Can't make sense of the way javascript's regex works

Why does this code (here's the JSBin):

var text = "T: 01202 870738";

var regex1 = /T: (.*)/;
var matches1 = text.match(regex1);

for(var i = 0; i < matches1.length; i++) {
  log("[" + i + "]: " + matches1[i]);
}

logs this:

[0]: T: 01202 870738
[1]: 01202 870738

and this code (note I've added the g option):

var regex2 = /T: (.*)/g;
var matches2 = text.match(regex2);

for(var i = 0; i < matches2.length; i++) {
  log("[" + i + "]: " + matches2[i]);
}

logs this:

[0]: T: 01202 870738

I actually don't even understand why is the first code logging 01202 870738 as the second match. How is that a match for /T: (.*)/ if it doesn't include a T:?

Upvotes: 1

Views: 70

Answers (2)

NitayArt
NitayArt

Reputation: 456

What throws you off is the different behavior you get from a regex with and without the g flag. Calling String.match with a g flagged regex will return an array of all instances of the pattern within the String object. For example, the expression:

"Hello World!".match(/l/g);

Will return this array:

["l", "l", "l"]

However, calling the same function without the g flag will return an array whose first element is the matched pattern. Any element thereafter will match each expression within parentheses.
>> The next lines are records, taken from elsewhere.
//! A mounted backend.

use std::fmt;
use std::sync::Arc;

use crate::error::{GatewayError, GatewayResult};
use crate::routing::{ProtectedRoutes, Tier};
use crate::rpc::{DispatchReply, DispatchRequest, RpcError, ServiceClient};

/// How requests reach the backend.
#[derive(Clone)]
pub enum Transport {
    /// Translated into dispatch calls.
    Rpc(Arc<dyn ServiceClient>),
    /// Proxied as plain HTTP to `base_url`.
    Http { base_url: String },
}

impl fmt::Debug for Transport {
    fn fmt(&self, f: &mut fmt::Formatter<'_>) -> fmt::Result {
        match self {
            Transport::Rpc(_) => f.write_str("Rpc"),
            Transport::Http { base_url } => write!(f, "Http({})", base_url),
        }
    }
}

/// Protection requirements of one request.
#[derive(Debug, Clone, Copy, Default, PartialEq, Eq)]
pub struct RouteClass {
    pub needs_auth: bool,
    pub is_strict: bool,
    pub is_private: bool,
}

impl RouteClass {
    pub fn from_tier(tier: Option<Tier>) -> Self {
        match tier {
            None => Self::default(),
            Some(tier) => Self {
                needs_auth: true,
                is_strict: tier == Tier::Strict,
                is_private: tier == Tier::Private,
            },
        }
    }

    /// Tier whose authorizer must run, if any.
    pub fn tier(&self) -> Option<Tier> {
        match (self.needs_auth, self.is_strict, self.is_private) {
            (false, _, _) => None,
            (true, _, true) => Some(Tier::Private),
            (true, true, false) => Some(Tier::Strict),
            (true, false, false) => Some(Tier::Protect),
        }
    }
}

/// Runtime binding of a key to a live backend and its protected routes.
#[derive(Debug)]
pub struct CompositeConnection {
    key: String,
    mount_path: String,
    transport: Transport,
    protected: ProtectedRoutes,
}

impl CompositeConnection {
    pub fn new(
        key: impl Into<String>,
        mount_path: impl Into<String>,
        transport: Transport,
        protected: ProtectedRoutes,
    ) -> Self {
        Self {
            key: key.into(),
            mount_path: mount_path.into(),
            transport,
            protected,
        }
    }

    pub fn key(&self) -> &str {
        &self.key
    }

    /// Slash-trimmed mount path; empty when the backend has none.
    pub fn mount_path(&self) -> &str {
        &self.mount_path
    }

    pub fn transport(&self) -> &Transport {
        &self.transport
    }

    pub fn protected_routes(&self) -> &ProtectedRoutes {
        &self.protected
    }

    /// Close the transport. Call at most once.
    pub fn stop(&self) -> GatewayResult<()> {
        match &self.transport {
            Transport::Rpc(client) => client.close().map_err(GatewayError::from),
            Transport::Http { .. } => Ok(()),
        }
    }

    /// First protected entry for `method` matching `path` decides the class.
    pub fn classify_route(&self, method: &str, path: &str) -> RouteClass {
        RouteClass::from_tier(self.protected.classify(method, path))
    }

    /// Forward a dispatch call. Plain HTTP backends have no dispatch channel.
    pub async fn dispatch(&self, request: DispatchRequest) -> Result<DispatchReply, RpcError> {
        match &self.transport {
            Transport::Rpc(client) => client.dispatch(request).await,
            Transport::Http { base_url } => Err(RpcError::InvalidTarget(base_url.clone())),
        }
    }
}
For example, the expression:

"Hello World!".match(/(Hell)o World(!)/);

Will conveniently return this array:

["Hello World!", "Hell", "!"]

Upvotes: 1

Ry-
Ry-

Reputation: 224867

The second one is a global regular expression, so the array returned is a list of all the matches for the expression in the string. The first one isn’t, so it’s a list of groups, like you would get from exec. (Group zero being the entire match, and group one being the only parenthesized... group.)